# Find the missing element in an array of integers represented in binary format

• Difficulty Level : Expert
• Last Updated : 23 Jun, 2022

Given N strings which represents all integers from 0 to N in binary format except any one. The task is to find the missing number. Input consists of an array of strings where array elements are represented in binary format.
Examples:

Input: arr[] = {“0000”, “0001”, “0010”, “0100”}
Output: 3
Input: arr[] = {“0000”, “0001”, “0010”, “0011”, “0100”, “0110”, “0111”, “1000”}
Output: 5

Approach:

• An imbalance of 1’s and 0’s in the least significant bits of the numbers can be observed in the N integers given. Since one number is missing either a 0 or 1 from the LSB is missing. If the number which is missing has LSB = 0 then count(1) will be greater than equal to count(0).
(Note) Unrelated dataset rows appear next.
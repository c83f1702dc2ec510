//! §8 testable property 7 / concrete scenario 6: registering the same
//! method twice during startup is a fatal defect. `daemon::run` takes an
//! already-built `Dispatcher` by value — a caller (the `zrpcd` binary)
//! that aborts on `Dispatcher::register`'s `Err` never reaches pool
//! construction or the readiness banner, so the guarantee holds
//! structurally rather than needing a runtime check inside `daemon::run`.

use serde_json::Value;
use zrpcd_core::{DaemonError, Dispatcher, HandlerContext, HandlerFuture};

fn noop(_ctx: &mut HandlerContext<'_>, _params: Value) -> HandlerFuture<'_> {
    Box::pin(async move { Ok(Value::Null) })
}

#[test]
fn duplicate_registration_is_fatal_before_any_daemon_state_exists() {
    let mut dispatcher = Dispatcher::new();
    dispatcher.register("readFile", noop).expect("first registration succeeds");

    let err = dispatcher
        .register("readFile", noop)
        .expect_err("second registration for the same method must fail");
    assert!(matches!(err, DaemonError::DuplicateRegistration(name) if name == "readFile"));

    // A real caller exits here (see `zrpcd`'s `main`), so no `DaemonConfig`
    // or `WorkerPool` is ever constructed and no readiness banner is ever
    // written — there is no path from this `Err` into `daemon::run`.
}
use std::{path::Path, time::Duration};

use tokio::process::Command;

use crate::error::DaemonError;

/// Spawns `command`, retrying with exponential backoff when the OS reports
/// the executable as transiently busy (`ETXTBSY`), which native helper
/// binaries can hit when a prior instance is still being unlinked/replaced.
pub(crate) fn spawn_with_retry(
    command: &mut Command,
    binary: &Path,
) -> Result<tokio::process::Child, DaemonError> {
    let mut backoff = Duration::from_millis(2);
    for attempt in 0..5 {
        match command.spawn() {
            Ok(child) => return Ok(child),
            Err(source) => {
                let is_busy = matches!(source.kind(), std::io::ErrorKind::ExecutableFileBusy)
                    || source.raw_os_error() == Some(26);
                if is_busy && attempt < 4 {
                    std::thread::sleep(backoff);
                    backoff = std::cmp::min(backoff * 2, Duration::from_millis(50));
                    continue;
                }
                return Err(DaemonError::Spawn {
                    binary: binary.to_path_buf(),
                    source,
                });
            }
        }
    }

    unreachable!("spawn_with_retry should return before exhausting retries")
}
If LSB of missing number is 1 then count(1) is less than count(0).
• From the step 1 one can easily determine the LSB of missing number.
• Once determined, discard all the numbers having LSB different from that of the missing number, i.e., if the missing number has LSB = 0, then discard all the numbers with LSB = 1 and vice versa.
• Continue the process from step 1 all over again and recur for the next LSB.
• Continue with the above process till all the bits are traversed.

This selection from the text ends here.